Task:
Everything from the line containing "#[derive(Debug)]" through the line containing "pub fn is_empty(&self)" should be repeated exactly, and nothing else from the data.
--- The input Enclosed Below ---
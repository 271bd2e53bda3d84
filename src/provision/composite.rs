use std::ops::Index;
use std::sync::atomic::{AtomicBool, Ordering};
use std::sync::{Arc, Mutex};
use std::thread::JoinHandle;

use tracing::{error, info};

use super::release::{ReleaseHandle, release_all};
use super::types::Resource;
use crate::docker::CancelToken;
use crate::docker::run::POLL_INTERVAL;
use crate::error::Result;

/// Every container brought up by one [`Provisioner::provision_all`] call.
///
/// Resources are in request order. Releasing is idempotent and happens
/// automatically when the governing token is cancelled or the value is
/// dropped.
///
/// [`Provisioner::provision_all`]: super::Provisioner::provision_all
#[derive(Debug)]
pub struct Provisioned {
    resources: Vec<Resource>,
    handles: Arc<[ReleaseHandle]>,
    dropped: Arc<AtomicBool>,
}

impl Provisioned {
    pub(crate) fn new(resources: Vec<Resource>, handles: Vec<ReleaseHandle>) -> Self {
        Self {
            resources,
            handles: handles.into(),
            dropped: Arc::new(AtomicBool::new(false)),
        }
    }

    pub fn resources(&self) -> &[Resource] {
        &self.resources
    }

    pub fn get(&self, index: usize) -> Option<&Resource> {
        self.resources.get(index)
    }

    pub fn len(&self) -> usize {
        self.resources.len()
    }

    pub fn is_empty(&self) -> bool {
        self.resources.is_empty()
    }

    pub fn iter(&self) -> std::slice::Iter<'_, Resource> {
        self.resources.iter()
    }

    /// True once every container has been removed.
    pub fn is_released(&self) -> bool {
        self.handles.iter().all(ReleaseHandle::is_released)
    }

    /// Remove every container.
    ///
    /// All members are attempted even if one fails; the first failure is
    /// returned and the containers that could not be removed stay eligible
    /// for another attempt.
    pub fn release(&self) -> Result<()> {
        let (first, leaked) = release_all(self.handles.iter());
        match first {
            None => Ok(()),
            Some(e) => {
                error!(?leaked, "containers left running");
                Err(e)
            }
        }
    }

    /// Block until SIGINT/SIGTERM arrives or `cancel` fires, then release
    /// everything.
    pub fn wait_for_signal(&self, cancel: &CancelToken) -> Result<()> {
        let signalled = termination_flag()?;
        info!(containers = self.len(), "waiting for termination signal");

        loop {
            if signalled.swap(false, Ordering::AcqRel) {
                info!("termination signal received");
                break;
            }
            if cancel.is_cancelled() {
                info!("cancelled");
                break;
            }
            std::thread::sleep(POLL_INTERVAL);
        }

        self.release()
    }

    /// Release everything once `cancel` fires. The watcher exits on its own
    /// once all members are released by other means or the value is dropped.
    pub(crate) fn release_on_cancel(&self, cancel: CancelToken) -> JoinHandle<()> {
        let handles = self.handles.clone();
        let dropped = self.dropped.clone();
        std::thread::spawn(move || {
            loop {
                if dropped.load(Ordering::Acquire)
                    || handles.iter().all(ReleaseHandle::is_released)
                {
                    return;
                }
                if cancel.is_cancelled() {
                    info!("governing token cancelled, releasing containers");
                    let (first, leaked) = release_all(handles.iter());
                    if let Some(e) = first {
                        error!(error = %e, ?leaked, "containers left running");
                    }
                    return;
                }
                std::thread::sleep(POLL_INTERVAL);
            }
        })
    }
}

impl Drop for Provisioned {
    fn drop(&mut self) {
        if let Err(e) = self.release() {
            error!(error = %e, "release on drop failed");
        }
        self.dropped.store(true, Ordering::Release);
    }
}

impl Index<usize> for Provisioned {
    type Output = Resource;

    fn index(&self, index: usize) -> &Resource {
        &self.resources[index]
    }
}

impl<'a> IntoIterator for &'a Provisioned {
    type Item = &'a Resource;
    type IntoIter = std::slice::Iter<'a, Resource>;

    fn into_iter(self) -> Self::IntoIter {
        self.resources.iter()
    }
}

/// Cancel `cancel` when SIGINT/SIGTERM arrives.
///
/// Install this before provisioning so that an interrupt during a long pull
/// takes the normal cancel-and-release path instead of killing the process.
/// [`Provisioned::wait_for_signal`] shares the same handler.
pub fn cancel_on_signal(cancel: &CancelToken) -> Result<()> {
    let signalled = termination_flag()?;
    cancel_when_raised(signalled, cancel.clone());
    Ok(())
}

fn cancel_when_raised(raised: Arc<AtomicBool>, cancel: CancelToken) -> JoinHandle<()> {
    std::thread::spawn(move || {
        while !cancel.is_cancelled() {
            if raised.swap(false, Ordering::AcqRel) {
                info!("termination signal received, cancelling");
                cancel.cancel();
                return;
            }
            std::thread::sleep(POLL_INTERVAL);
        }
    })
}

/// Process-wide flag raised by SIGINT/SIGTERM. The handler can only be
/// installed once per process, so it is shared by every waiter.
fn termination_flag() -> Result<Arc<AtomicBool>> {
    static FLAG: Mutex<Option<Arc<AtomicBool>>> = Mutex::new(None);

    let mut slot = FLAG.lock().unwrap_or_else(|e| e.into_inner());
    if let Some(flag) = slot.as_ref() {
        return Ok(flag.clone());
    }

    let flag = Arc::new(AtomicBool::new(false));
    let raised = flag.clone();
    ctrlc::set_handler(move || raised.store(true, Ordering::Release))?;
    *slot = Some(flag.clone());
    Ok(flag)
}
--- End of Enclosed The input ---
Your response:
#[derive(Debug)]
pub struct Provisioned {
    resources: Vec<Resource>,
    handles: Arc<[ReleaseHandle]>,
    dropped: Arc<AtomicBool>,
}

impl Provisioned {
    pub(crate) fn new(resources: Vec<Resource>, handles: Vec<ReleaseHandle>) -> Self {
        Self {
            resources,
            handles: handles.into(),
            dropped: Arc::new(AtomicBool::new(false)),
        }
    }

    pub fn resources(&self) -> &[Resource] {
        &self.resources
    }

    pub fn get(&self, index: usize) -> Option<&Resource> {
        self.resources.get(index)
    }

    pub fn len(&self) -> usize {
        self.resources.len()
    }

    pub fn is_empty(&self) -> bool {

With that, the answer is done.